The muscle specific protein NRAP plays a role in myofibril assembly and is upregulated in mouse models of dilated cardiomyopathy. We sought to determine if increased N-RAP expression would directly lead to a cardiomyopathy phenotype. Novel transgenic lines were developed using the tet-off system with transgenic N-RAP expression requiring the tetracycline transactivator (tTA). tTA was introduced by mating the N-RAP transgenic animals with well-characterized animals carrying the tTA transgene controlled by the cardiac specific alpha-myosin heavy chain promoter. Multiple founder lines were examined and lines showing the most significant increase in NRAP expression were used for further investigation. N-RAP expression in theses animals was up to 2.5 times greater than control littermates as determined by western blot analysis. Histological examination of hearts from ∼12 week old transgenic mice showed no structural defects compared to control littermates. Additionally, examination of these hearts by immunofluorescence microscopy revealed normal myofibrillar structure and localization of the transgenic protein to intercalated disks, as normally seen with the endogenous protein. Protein markers for cardiomyopathy were examined by qPCR and revealed no difference between non-transgenic and transgenic animals.
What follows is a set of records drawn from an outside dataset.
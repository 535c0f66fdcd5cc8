//! Command-line argument definitions for contact ETL
//!
//! This module defines the complete CLI interface using clap derive API.

use crate::app::services::record_processor::{Stage, StageList};
use crate::constants::DEFAULT_PREVIEW_ROWS;
use crate::{Error, Result};
use clap::{Parser, Subcommand, ValueEnum};
use std::path::PathBuf;

/// CLI arguments for the contact list ETL tool
///
/// Cleans tabular contact exports (CSV or single-sheet XLSX) into a
/// reconciled, deduplicated CSV ready to load into a dialer or CRM.
#[derive(Debug, Clone, Parser)]
#[command(
    name = "contact-etl",
    version,
    about = "Clean, geo-reconcile, deduplicate and validate contact lists",
    long_about = "A command-line ETL tool for contact lists exported as CSV or XLSX. \
                  Normalizes names, addresses, emails, phones and states, reconciles \
                  state / ZIP / area code, removes duplicate phone numbers and drops \
                  rows that cannot be loaded, then writes a cleaned CSV and an optional \
                  summary report."
)]
pub struct Args {
    #[command(subcommand)]
    pub command: Option<Commands>,
}

/// Available subcommands
#[derive(Debug, Clone, Subcommand)]
pub enum Commands {
    /// Run the cleaning pipeline over a contact file (main command)
    Process(ProcessArgs),
    /// Show indexed headers and the first rows of a file
    Preview(PreviewArgs),
    /// List the available pipeline stages
    Stages,
}

/// Arguments for the process command
#[derive(Debug, Clone, Parser)]
pub struct ProcessArgs {
    /// Input contact file (.csv or .xlsx)
    #[arg(value_name = "INPUT")]
    pub input: PathBuf,

    /// Output path for the cleaned CSV
    ///
    /// Defaults to `<input stem>_cleaned.csv` next to the input, or in the
    /// configured output directory.
    #[arg(
        short = 'o',
        long = "output",
        value_name = "FILE",
        help = "Output path for the cleaned CSV"
    )]
    pub output: Option<PathBuf>,

    /// Pipeline stages to run, in order (comma-separated list)
    #[arg(
        short = 's',
        long = "steps",
        value_name = "LIST",
        help = "Comma-separated list of stages to run",
        long_help = "Pipeline stages to run, in order, as a comma-separated list.\n\
                     Column indices for drop-columns follow it directly:\n  \
                     drop-columns:9,10,12,clean-names,final-validate\n\n\
                     Run `contact-etl stages` to list every stage."
    )]
    pub steps: Option<StageList>,

    /// Path to configuration file
    ///
    /// TOML configuration file. If not specified, looks for
    /// ~/.config/contact-etl/config.toml
    #[arg(
        short = 'c',
        long = "config",
        value_name = "FILE",
        help = "Path to configuration file (TOML format)"
    )]
    pub config_file: Option<PathBuf>,

    /// Directory for derived output files
    #[arg(
        long = "output-dir",
        value_name = "DIR",
        help = "Directory for the cleaned CSV, report and dropped rows"
    )]
    pub output_dir: Option<PathBuf>,

    /// Write the text summary report next to the cleaned CSV
    #[arg(long = "report", help = "Write a summary report file")]
    pub report: bool,

    /// Write removed rows with their drop reason
    #[arg(long = "dropped", help = "Write removed rows to a separate CSV")]
    pub dropped: bool,

    /// Run the pipeline and report, but write nothing
    #[arg(
        long = "dry-run",
        help = "Run the pipeline without writing any output files"
    )]
    pub dry_run: bool,

    /// Disable progress bars
    #[arg(long = "no-progress", help = "Disable progress bars")]
    pub no_progress: bool,

    /// Logging verbosity level
    #[arg(
        short = 'v',
        long = "verbose",
        action = clap::ArgAction::Count,
        help = "Increase logging verbosity (-v: info, -vv: debug, -vvv: trace)"
    )]
    pub verbose: u8,

    /// Suppress output (quiet mode)
    ///
    /// Only show errors. Overrides verbose settings.
    #[arg(
        short = 'q',
        long = "quiet",
        help = "Suppress output except errors",
        conflicts_with = "verbose"
    )]
    pub quiet: bool,

    /// Output format for the run summary
    #[arg(
        long = "output-format",
        value_enum,
        default_value = "human",
        help = "Output format for results"
    )]
    pub output_format: OutputFormat,
}

/// Arguments for the preview command
#[derive(Debug, Clone, Parser)]
pub struct PreviewArgs {
    /// Input contact file (.csv or .xlsx)
    #[arg(value_name = "INPUT")]
    pub input: PathBuf,

    /// Number of rows to show
    #[arg(
        short = 'n',
        long = "rows",
        value_name = "ROWS",
        default_value_t = DEFAULT_PREVIEW_ROWS,
        help = "Number of rows to show"
    )]
    pub rows: usize,

    /// Logging verbosity level
    #[arg(
        short = 'v',
        long = "verbose",
        action = clap::ArgAction::Count,
        help = "Increase logging verbosity (-v: info, -vv: debug, -vvv: trace)"
    )]
    pub verbose: u8,
}

/// Output format options for the run summary
#[derive(Debug, Clone, Copy, PartialEq, Eq, ValueEnum)]
pub enum OutputFormat {
    /// Human-readable output
    Human,
    /// JSON format for scripting
    Json,
}

impl ProcessArgs {
    /// Validate the process command arguments for consistency
    pub fn validate(&self) -> Result<()> {
        if !self.input.exists() {
            return Err(Error::configuration(format!(
                "Input file does not exist: {}",
                self.input.display()
            )));
        }
        if !self.input.is_file() {
            return Err(Error::configuration(format!(
                "Input path is not a file: {}",
                self.input.display()
            )));
        }

        if let Some(config_file) = &self.config_file {
            if !config_file.exists() {
                return Err(Error::configuration(format!(
                    "Config file does not exist: {}",
                    config_file.display()
                )));
            }
        }

        if let Some(output) = &self.output {
            if output == &self.input {
                return Err(Error::configuration(
                    "Output path must differ from the input path",
                ));
            }
        }

        Ok(())
    }

    /// Stages given on the command line, if any
    pub fn get_steps(&self) -> Option<Vec<Stage>> {
        self.steps.as_ref().map(|list| list.stages.clone())
    }

    /// Determine the appropriate log level based on verbosity flags
    pub fn get_log_level(&self) -> &'static str {
        if self.quiet {
            "error"
        } else {
            log_level_for(self.verbose)
        }
    }

    /// Check if we should show progress bars
    pub fn show_progress(&self) -> bool {
        !self.quiet && !self.no_progress
    }
}

impl PreviewArgs {
    pub fn validate(&self) -> Result<()> {
        if !self.input.is_file() {
            return Err(Error::configuration(format!(
                "Input file does not exist: {}",
                self.input.display()
            )));
        }
        if self.rows == 0 {
            return Err(Error::configuration("Preview row count must be at least 1"));
        }
        Ok(())
    }

    pub fn get_log_level(&self) -> &'static str {
        log_level_for(self.verbose)
    }
}

fn log_level_for(verbose: u8) -> &'static str {
    match verbose {
        0 => "warn",
        1 => "info",
        2 => "debug",
        _ => "trace",
    }
}

impl Default for ProcessArgs {
    fn default() -> Self {
        Self {
            input: PathBuf::new(),
            output: None,
            steps: None,
            config_file: None,
            output_dir: None,
            report: false,
            dropped: false,
            dry_run: false,
            no_progress: false,
            verbose: 0,
            quiet: false,
            output_format: OutputFormat::Human,
        }
    }
}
Echocardiography and magnetic resonance imaging of the N-RAP transgenic animals revealed no significant structural or functional differences when compared to control littermates at 12 weeks of age. Based on these data, it does not appear that overexpression of N-RAP directly leads to an observable cardiac phenotype. The alternative hypothesis that upregulation of N-RAP in dilated cardiomyopathy is compensatory remains to explored.